ADAS automates the design of agentic systems: the agent designs its own pipeline structure. Gödel Agent adds recursive self-modification with confidence gating. Both are research-stage, but they’re where the “self-improving agent” concept gets formalized with rigor rather than just described.
DKB is directly relevant if you’re building code navigation: deterministic AST graphs beat both vector RAG and LLM-generated knowledge graphs on code understanding tasks. The graph is static, reproducible, and cheap to compute.
On benchmarks: SWE-bench Verified 2026 has Verdent at 76.1%, Cursor/Codeium around 35–40%, Copilot at 12.3%. But the Lossfunk critique holds. Frontier models score 85–95% on standard benchmarks and fail on unseen languages. Build your own eval before trusting any universal number.
People worth following
Simon Willison (@simonw). The most rigorous public reference on agentic engineering. 12+ chapters, ongoing. Testable positions: tests are free and mandatory, harness > model, hoard working examples. No hype.
Mario Zechner (@badlogicgames). Built Pi. 84 content posts per week during active periods. His critique: when agents self-praise, human review becomes theater. Coined “slop debt.” Built Terminal Bench 2.0, then immediately criticized it as benchmaxxed. Builder and critic in one person. Rare.
Andrej Karpathy (@karpathy). Three steps ahead. Autoresearch: 700 commits in two days, −11% validation loss. Current thinking: memory should be trainable via RL, Git is wrong for collaborative autoresearch, Tab → Agent → Parallel → Teams isn’t the end.
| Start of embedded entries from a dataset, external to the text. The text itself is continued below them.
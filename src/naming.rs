//! Deterministic skill-name to socket-path derivation.
//!
//! Client and server never exchange addresses: both derive the rendezvous
//! path from the skill's logical identifier, so the two functions here must
//! stay byte-for-byte stable across versions.

use std::path::{Path, PathBuf};

/// Suffix appended to every skill socket file.
const SOCKET_SUFFIX: &str = ".sock";

/// Convert a mixed-case identifier to a lowercase, underscore-separated token.
///
/// An underscore is inserted at each lowercase-to-uppercase transition, then
/// the whole string is lowercased: `"WebBrowserSkill"` → `"web_browser_skill"`.
/// Pure and infallible.
#[must_use]
pub fn snake_case(identifier: &str) -> String {
    let mut out = String::with_capacity(identifier.len() + 4);
    let mut prev_lowercase = false;

    for ch in identifier.chars() {
        if ch.is_uppercase() && prev_lowercase {
            out.push('_');
        }
        prev_lowercase = ch.is_lowercase();
        out.extend(ch.to_lowercase());
    }

    out
}

/// Derive the socket path for a skill under `base_dir`.
///
/// Yields `{base_dir}/{snake_case(identifier)}.sock`. Both sides of the
/// protocol call this with the same identifier and base directory.
#[must_use]
pub fn socket_path(base_dir: &Path, identifier: &str) -> PathBuf {
    let mut file = snake_case(identifier);
    file.push_str(SOCKET_SUFFIX);
    base_dir.join(file)
}

// ── Tests ─────────────────────────────────────────────────────────────────────
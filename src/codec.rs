//! Newline-delimited frame codec shared by client and server.
//!
//! Wraps [`tokio_util::codec::LinesCodec`] with a fixed maximum line length
//! to prevent memory exhaustion from an unterminated or oversized frame.
//! Each `\n`-terminated UTF-8 line is one complete frame; JSON decoding of
//! the frame text happens one layer up, in [`crate::server`] and
//! [`crate::client`].
//!
//! Malformed lines (overlong, or not valid UTF-8) decode to
//! [`Frame::Malformed`] rather than an `Err`: a decoder error would trip
//! [`FramedRead`](tokio_util::codec::FramedRead)'s terminal error state and
//! end the stream, while the protocol requires answering `-32700` in-band
//! and reading on. `Err` is reserved for real transport I/O failures.
//!
//! `decode_eof` yields any unterminated trailing text when the peer closes
//! the stream, so a final frame missing its newline still gets one decode
//! attempt.

use std::io::ErrorKind;

use bytes::BytesMut;
use tokio_util::codec::{Decoder, Encoder, LinesCodec, LinesCodecError};

use crate::{Result, WireError};

/// Maximum frame length accepted on the inbound stream: 1 MiB.
///
/// Longer lines decode to [`Frame::Malformed`] rather than allocating;
/// the underlying codec then discards input up to the next newline, so the
/// stream recovers at the following frame boundary.
pub const MAX_FRAME_BYTES: usize = 1_048_576;

/// One decoded unit of the inbound stream.
#[derive(Debug, Clone, PartialEq, Eq)]
pub enum Frame {
    /// A complete UTF-8 line, without its trailing newline.
    Line(String),
    /// A line that violated the framing rules (overlong or invalid UTF-8);
    /// carries the reason for the resulting parse-error response.
    Malformed(String),
}

/// Line codec for bidirectional skill-call streams.
#[derive(Debug)]
pub struct WireCodec(LinesCodec);

impl WireCodec {
    /// Create a codec with the default [`MAX_FRAME_BYTES`] limit.
    #[must_use]
    pub fn new() -> Self {
        Self(LinesCodec::new_with_max_length(MAX_FRAME_BYTES))
    }
}

impl Default for WireCodec {
    fn default() -> Self {
        Self::new()
    }
}

impl Decoder for WireCodec {
    type Item = Frame;
    type Error = WireError;

    /// Decode the next newline-terminated frame from `src`.
    ///
    /// Returns `Ok(None)` while `src` holds no complete frame yet (buffering).
    fn decode(&mut self, src: &mut BytesMut) -> Result<Option<Self::Item>> {
        map_decode(self.0.decode(src))
    }

    /// Decode the final, possibly unterminated frame at end of stream.
    fn decode_eof(&mut self, src: &mut BytesMut) -> Result<Option<Self::Item>> {
        map_decode(self.0.decode_eof(src))
    }
}

impl Encoder<String> for WireCodec {
    type Error = WireError;

    /// Encode `item` as an `item\n` frame into `dst`.
    ///
    /// # Errors
    ///
    /// Returns [`WireError::Io`] on underlying I/O failures; the length limit
    /// is a decoder-side concern only.
    fn encode(&mut self, item: String, dst: &mut BytesMut) -> Result<()> {
        self.0.encode(item, dst).map_err(|e| match e {
            LinesCodecError::MaxLineLengthExceeded => {
                WireError::Codec(format!("frame too long: exceeded {MAX_FRAME_BYTES} bytes"))
            }
            LinesCodecError::Io(io_err) => WireError::Io(io_err.to_string()),
        })
    }
}

// ── Private helper ────────────────────────────────────────────────────────────

/// Map the inner codec's outcome onto [`Frame`]s, keeping malformed lines
/// on the `Ok` path so the framed stream never enters its error state.
fn map_decode(
    decoded: std::result::Result<Option<String>, LinesCodecError>,
) -> Result<Option<Frame>> {
    match decoded {
        Ok(line) => Ok(line.map(Frame::Line)),
        Err(LinesCodecError::MaxLineLengthExceeded) => Ok(Some(Frame::Malformed(format!(
            "frame too long: exceeded {MAX_FRAME_BYTES} bytes"
        )))),
        // LinesCodec reports a line that is not valid UTF-8 as an
        // InvalidData I/O error, with the offending bytes already consumed.
        Err(LinesCodecError::Io(io_err)) if io_err.kind() == ErrorKind::InvalidData => Ok(Some(
            Frame::Malformed(format!("frame is not valid UTF-8: {io_err}")),
        )),
        Err(LinesCodecError::Io(io_err)) => Err(WireError::Io(io_err.to_string())),
    }
}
Harrison Chase (@hwchase17). LangChain. Most widely deployed agent orchestration. Worth following for the pragmatic take: what does production agent infrastructure actually require? OTel spans emitted natively. That tells you where expectations have landed.
Open questions
When does observability become overhead? OTel GenAI SIG is maturing. Schemas still evolving. At what complexity does full tracing pay off versus console.log? No data. We haven’t run the comparison.
How far does AST edit generalize? aiCoder: JavaScript. Ki Editor: editor-level. Relace: API-only. No solution covers the full agent edit workflow across languages. Clear problem. No clear solution.
Does spec-kit’s adoption mean fewer failures? Amazon argues for SDD. But the evidence is directional. Spec-first teams fail differently, not necessarily less. A proper before/after on incident rates? Doesn’t exist in public.